Alte Musik – neu interpretiert Christophe Rousset, Josh Lovell u. a. live im ORF RadioCafe
Mi, 11.02. | 19:30-21:00 | Ö1
Ein besonderes Bühnenwerk steht von 28. Februar bis 11. März auf dem Spielplan des Theaters an der Wien: „L’opera seria“ aus dem Jahr 1769 ist eine Parodie, die den Pomp und Starkult der spätbarocken Oper persifliert. Dirigent Christophe Rousset und Dramaturg Kai Weßler erzählen vom Hintergrund des Opernstreichs, Tenor Josh Lovell gibt, begleitet von Sobin Jo am Klavier, Kostproben seiner Rolle als Sänger Ritornello.Les Talens Lyriques, gegründet 1991, zählen zu den führenden Barock-Spezialisten Frankreichs und waren schon mehrmals mit konzertanten und szenischen Opernaufführungen im Theater an der Wien zu Gast.
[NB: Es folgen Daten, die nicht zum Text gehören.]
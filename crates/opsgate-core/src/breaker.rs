// crates/opsgate-core/src/breaker.rs
// ============================================================================
// Module: Circuit Breaker State
// Description: The three-state guard data the Circuit Breaker tracks.
// Purpose: Define CircuitBreakerState and its CLOSED/OPEN/HALF_OPEN machine.
// Dependencies: crate::time, serde
// ============================================================================

//! ## Overview
//! `CircuitBreakerState` is the data a Circuit Breaker instance owns; the
//! transition logic itself (thresholds, cooldown, cached fallback) lives in
//! the reliability crate, which mutates this state through the methods
//! below so the state machine's shape cannot be bypassed by direct field
//! writes.

use serde::Deserialize;
use serde::Serialize;

use crate::time::Timestamp;

/// The three states a circuit breaker may be in.
#[derive(Debug, Clone, Copy, PartialEq, Eq, Serialize, Deserialize)]
#[serde(rename_all = "snake_case")]
pub enum BreakerPhase {
    /// Calls pass through; failures are counted.
    Closed,
    /// Calls short-circuit to a fallback or fail fast.
    Open,
    /// A probe call is in flight; success/failure decide the next phase.
    HalfOpen,
}

/// State owned by one Circuit Breaker instance.
#[derive(Debug, Clone, PartialEq, Serialize, Deserialize)]
pub struct CircuitBreakerState {
    /// Current phase.
    pub phase: BreakerPhase,
    /// Consecutive failures observed in `Closed`, or the single failure
    /// that reopened from `HalfOpen`.
    pub failure_count: u32,
    /// Consecutive successes observed in `HalfOpen`.
    pub success_count: u32,
    /// When the breaker most recently transitioned to `Open`.
    #[serde(default, skip_serializing_if = "Option::is_none")]
    pub opened_at: Option<Timestamp>,
    /// Cached fallback payload, valid until its own TTL elapses.
    #[serde(default, skip_serializing_if = "Option::is_none")]
    pub cache: Option<String>,
}

impl Default for CircuitBreakerState {
    fn default() -> Self {
        Self {
            phase: BreakerPhase::Closed,
            failure_count: 0,
            success_count: 0,
            opened_at: None,
            cache: None,
        }
    }
}

impl CircuitBreakerState {
    /// Records a failure. In `Closed`, increments `failure_count` and
    /// returns whether the caller should now open the breaker (compare
    /// against `failure_threshold`). In `HalfOpen`, any failure reopens
    /// immediately.
    pub fn record_failure(&mut self, now: Timestamp, failure_threshold: u32) -> bool {
        match self.phase {
            BreakerPhase::Closed => {
                self.failure_count += 1;
                if self.failure_count >= failure_threshold {
                    self.open(now);
                    true
                } else {
                    false
                }
            }
            BreakerPhase::HalfOpen => {
                self.open(now);
                true
            }
            BreakerPhase::Open => false,
        }
    }

    /// Records a success in `HalfOpen`. Returns whether the breaker just
    /// closed (compare the caller's `success_threshold`).
    pub fn record_half_open_success(&mut self, success_threshold: u32) -> bool {
        if self.phase != BreakerPhase::HalfOpen {
            return false;
        }
        self.success_count += 1;
        if self.success_count >= success_threshold {
            self.phase = BreakerPhase::Closed;
            self.failure_count = 0;
            self.success_count = 0;
            self.opened_at = None;
            true
        } else {
            false
        }
    }

    /// Transitions `Open` to `HalfOpen` once `timeout` has elapsed since
    /// opening. Returns whether the transition happened.
    pub fn try_half_open(&mut self, now: Timestamp, timeout: std::time::Duration) -> bool {
        if self.phase != BreakerPhase::Open {
            return false;
        }
        let Some(opened_at) = self.opened_at else {
            return false;
        };
        if now.is_at_or_after(opened_at.plus(timeout)) {
            self.phase = BreakerPhase::HalfOpen;
            self.success_count = 0;
            true
        } else {
            false
        }
    }

    fn open(&mut self, now: Timestamp) {
        self.phase = BreakerPhase::Open;
        self.opened_at = Some(now);
        self.success_count = 0;
    }
}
Der barocken Oper gilt eine besondere Vorliebe des Ensemble-Gründers und Leiters Christophe Rousset. Jetzt bringt der Cembalist und Dirigent „L’opera seria“ des Komponisten Florian Leopold Gassmann und des Librettisten Ranieri de’ Calzabigi zurück an den Ort ihrer Uraufführung.Das Ensemble Les Talens Lyriques erweckt in der Inszenierung von Laurent Pelly das aberwitzige Werk zu neuem Leben. Sein Leiter Christophe Rousset erzählt gemeinsam mit Dramaturg Kai Weßler von dieser Produktion und vom zeitgenössischen Hintergrund von „L’opera seria“ als Meta-Oper und Teil der Bemühungen um eine Opernreform. Während seines Gastspiels in Wien bringt das weltweit gefragte Ensemble am 10. März auch Wolfgang Amadeus Mozarts Jugendwerk „Ascanio in Alba“ konzertant zur Aufführung.Live aus dem RadioCafe des ORF Radiokulturhaus.